The jury returned a verdict for the plaintiff. Construing the evidence offered in its light most favorable to support this verdict, the jury was authorized to find: that John Hopkins, the deceased, entered a pool and lunch room about nine o'clock on a Saturday night; that he remarked to one of the employees that he had better go and get his wife; that he went to the "piccolo" near the front door; that J. B. Brown and his brother Larris entered very soon thereafter (the Browns contended that Hopkins had followed them to the place); that J. B. Brown stabbed the defendant with a three cornered hack cutter, which is a sharp tool used by him in his occupation as a turpentine hand; that witnesses close to the scene did not hear any cursing or quarrel, but that Brown "just came in the door and done it." J. B. Brown also testified that he didn't think he had hurt the insured badly; didn't intend to hurt him, and it was not his intention to kill him. Brown's brother testified that he didn't use the instrument like a knife but stuck it straight out in front of him; that the deceased was advancing toward him at the time and *350 walked into it; that the accused said, immediately after the incident, "I ain't hurt him, I'm going to let the police catch me."
There was other evidence from which the jury might have been authorized to find, (1) that the killing was the result of an evening-long quarrel between the two men in which Brown had participated, or (2) that J. B. Brown intentionally stabbed the deceased, intending to cause his death, and that the death therefore fell within the exceptions to the policy, Apparently, however, the jury preferred to believe the witness's statement that he had not intended to hurt the deceased.
From the adverse verdict and judgment the defendant insurance company filed its motion for a new trial on the general grounds, later amended by adding three special grounds, and the overruling of this motion is assigned as error. 1. (a) In order to entitle the plaintiff to recover, the evidence must authorize the jury to find, (1) that compliance has been had with the terms of the policy, and (2) that death resulted through external, violent and accidental means. When this is shown by prima facie evidence, the burden then shifts to the defendant to disprove the plaintiff's case or to show that death resulted from the intentional act or acts of another person or persons.
Compliance with the policy and the fact that the death resulted from violent and external means is undisputed. It is contended, however, that the death did not result from accidental means. It is well settled that if the insured was killed as the result of misconduct or provocation on his part, the death is not "accidental" within the meaning of the policy provision. SeeTravelers Ins. Co. of Hartford v. Newsome,
(b) In order for the death to come within the exception of the policy to the effect that "this policy shall be void if the death results . . from the intentional act or acts of any person or persons," it must be proved to the satisfaction of the jury that the assailant not only intended to stab the deceased, which, indeed, he admitted, but that it was his intention to kill him. See *351 Gaynor v. Travelers Ins. Co.,
The evidence being in conflict, the jury had a right to believe that part of Brown's testimony relating to his intention not to hurt the deceased, while at the same time disbelieving that part of his testimony which tended to show that the deceased was in fact the aggressor, and had by his misconduct brought about and participated in a quarrel resulting in his death.

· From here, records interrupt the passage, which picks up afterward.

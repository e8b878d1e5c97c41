//! Database migration constants and metadata

/// Current database schema version
pub const CURRENT_SCHEMA_VERSION: i32 = 1;

/// Migration descriptions
pub const MIGRATION_DESCRIPTIONS: &[&str] = &["Initial campaign, vote and audit schema"];

/// Default database file name
pub const DEFAULT_DB_PATH: &str = "voting.db";
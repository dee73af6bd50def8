//! Self re-invocation.
//!
//! A certificate can take longer to issue than a single invocation may run. When the
//! [provisioning state machine][crate::provision] runs out of time it hands the event, carrying
//! an updated [`Checkpoint`][crate::provision::Checkpoint], to a [`Reinvoker`] which starts a
//! fresh invocation of the same function without waiting for it.

use crate::error::Error;
use crate::event::CustomResourceEvent;
use aws_sdk_lambda::error::DisplayErrorContext;
use aws_sdk_lambda::primitives::Blob;
use aws_sdk_lambda::types::InvocationType;
use std::sync::Arc;

/// `DynReinvoker` is a type alias for a shared [`Reinvoker`].
pub type DynReinvoker = Arc<dyn Reinvoker + Send + Sync>;

/// An async trait describing a fire-and-forget dispatch of the handler with a new event.
#[async_trait::async_trait]
pub trait Reinvoker {
    /// Schedule an invocation with `event` as its payload. Returns once the dispatch has been
    /// accepted, not once the invocation has run.
    async fn reinvoke(&self, event: &CustomResourceEvent) -> Result<(), Error>;
}

/// Re-invokes a Lambda function asynchronously (`Event` invocation type).
#[derive(Debug, Clone)]
pub struct LambdaReinvoker {
    client: aws_sdk_lambda::Client,
    function_arn: String,
}

impl LambdaReinvoker {
    pub fn new(client: aws_sdk_lambda::Client, function_arn: impl Into<String>) -> Self {
        Self {
            client,
            function_arn: function_arn.into(),
        }
    }
}

#[async_trait::async_trait]
impl Reinvoker for LambdaReinvoker {
    async fn reinvoke(&self, event: &CustomResourceEvent) -> Result<(), Error> {
        let payload = serde_json::to_vec(event)?;
        let resp = self
            .client
            .invoke()
            .function_name(&self.function_arn)
            .invocation_type(InvocationType::Event)
            .payload(Blob::new(payload))
            .send()
            .await
            .map_err(|err| Error::Reinvoke(format!("{}", DisplayErrorContext(&err))))?;
        match resp.status_code() {
            200..=299 => {
                tracing::debug!(
                    "dispatched {} with status {}",
                    self.function_arn,
                    resp.status_code()
                );
                Ok(())
            }
            status => Err(Error::Reinvoke(format!(
                "{} answered with status {status}",
                self.function_arn
            ))),
        }
    }
}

SeeSappington v. Bell,
The general grounds of the motion for a new trial are therefore without merit.
2. Ground 3 of the amended motion for a new trial contends that the following charge of the trial court was error: "Where one person injures another, and the injury is not the result of misconduct or participation of the injured party, but is unforeseen by him, it is to him accidental although it may be intentionally inflicted by the other party. In an action upon a policy of accident insurance, the burden is upon the insurer to prove that the injury is within an exception provided for in a stipulation that no recovery shall be had for an injury intentionally inflicted upon the insured by any other person. Where a person receives an injury, the presumption is that it was accidental rather than the result of design. Where one person injures another and the injury is not the result of misconduct or participation of the injured party but is unforeseen by him it is to him accidental although it may be inflicted intentionally by the other party."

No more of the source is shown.